The ingenious business model evolved out of founder Britta Riley’s itch for more green space while living in her tiny fifth-floor walkup in Brooklyn. She started by rounding up some plastic water bottles and plumbing supplies to create a jerry-rigged vertical hydroponic garden. After uploading the design onto a community web platform, she asked members to build and improve on the initial design.
After months of tinkering, Riley patented the perfected (stylish) design of the Windowfarm, consisting of a wire frame that fits four light grey units standing in a column complete with a quiet pump for circulating nutrient-filled water to the planters.

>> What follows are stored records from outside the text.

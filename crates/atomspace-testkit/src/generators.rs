//! Proptest generators for property-based testing.

use proptest::prelude::*;

use atomspace_core::{AtomType, TruthValue};

/// Generate a node type.
pub fn node_type() -> impl Strategy<Value = AtomType> {
    prop::sample::select(
        AtomType::ALL
            .iter()
            .copied()
            .filter(AtomType::is_node)
            .collect::<Vec<_>>(),
    )
}

/// Generate a name prefix, possibly empty.
pub fn name_prefix() -> impl Strategy<Value = String> {
    "[a-z]{0,6}[-_]?".prop_map(String::from)
}

/// Generate a valid truth value.
pub fn truth_value() -> impl Strategy<Value = TruthValue> {
    (0.0f32..=1.0, 0.0f32..10_000.0).prop_map(|(strength, count)| {
        TruthValue::new(strength, count).expect("generated in range")
    })
}

/// Generate a weighted ranking input with distinct keys.
pub fn ranking_input() -> impl Strategy<Value = Vec<(String, f64)>> {
    prop::collection::vec(1u32..6, 0..30).prop_map(|weights| {
        weights
            .into_iter()
            .enumerate()
            .map(|(i, w)| (format!("k{i:03}"), f64::from(w)))
            .collect()
    })
}

#[cfg(test)]
mod tests {
    use super::*;
    use atomspace::AtomSpace;
    use atomspace_core::ranking;
    use rand::rngs::StdRng;
    use rand::SeedableRng;
    use std::collections::HashSet;

    proptest! {
        #[test]
        fn test_prefixed_names_keep_prefix(
            atom_type in node_type(),
            prefix in name_prefix(),
            tv in truth_value(),
            seed in any::<u64>(),
        ) {
            let space: AtomSpace = AtomSpace::new();
            let mut rng = StdRng::seed_from_u64(seed);

            let h1 = space.add_prefixed_node_with_rng(atom_type, &prefix, tv, &mut rng).unwrap();
            let h2 = space.add_prefixed_node_with_rng(atom_type, &prefix, tv, &mut rng).unwrap();
            prop_assert_ne!(h1, h2);

            for h in [h1, h2] {
                let atom = space.get_atom(h).unwrap().unwrap();
                prop_assert_eq!(atom.atom_type, atom_type);
                prop_assert_eq!(atom.tv, tv);
                let name = atom.name().unwrap();
                prop_assert!(name.starts_with(prefix.as_str()));
                prop_assert_eq!(name.len(), prefix.len() + 16);
            }
        }

        #[test]
        fn test_feed_matches_additions(names in prop::collection::vec("[a-z]{1,8}", 0..60)) {
            let owner: AtomSpace = AtomSpace::new();
            let writer = owner.shared();

            // Duplicates are idempotent and must not be signalled twice
            let mut expected = Vec::new();
            let mut seen = HashSet::new();
            for name in &names {
                let h = writer
                    .add_node(AtomType::ConceptNode, name, TruthValue::DEFAULT)
                    .unwrap();
                if seen.insert(h) {
                    expected.push(h);
                }
            }

            prop_assert_eq!(owner.drain(), expected.clone());
            prop_assert_eq!(writer.drain(), expected);
        }

        #[test]
        fn test_ranking_weighted_sum(entries in ranking_input()) {
            let total: f64 = entries.iter().map(|(_, w)| w).sum();
            let ranks = ranking(entries.clone());

            let weighted: f64 = entries.iter().map(|(k, w)| ranks[k] * w).sum();
            prop_assert!((weighted - total * (total + 1.0) / 2.0).abs() < 1e-6);
        }
    }
}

The water gentle trickles down throughout the soil-less medium of clay pellets and coir (coconut husks), depositing the unused water back into the base.
Delivering year-round produce like – kale, chives, salad greens, cilantro, strawberries, peppers and a dozen more options—the Windowfarm takes advantage of sunlight from your window and your home’s indoor climate control. You can garnish your chicken with fresh rosemary or make pesto from your window-grown basil. Yum.
One kit doesn’t produce enough food to feed a family (or really even one person), but the Windowfarm isn’t about sustaining yourself only on what you produce. It’s about the inherent education, patience and the shear satisfaction of eating something you grew. The indoor vertical farming system is a simple solution to a complex problem, and every citydweller-seeking-nature’s dream come true. I’d say, welcome to the future of food, where space (and time) might not be an issue.
Don’t miss Windowfarm’s display at the American Museum of Natural History’s “Our Global Kitchen” exhibit going on now through August 11.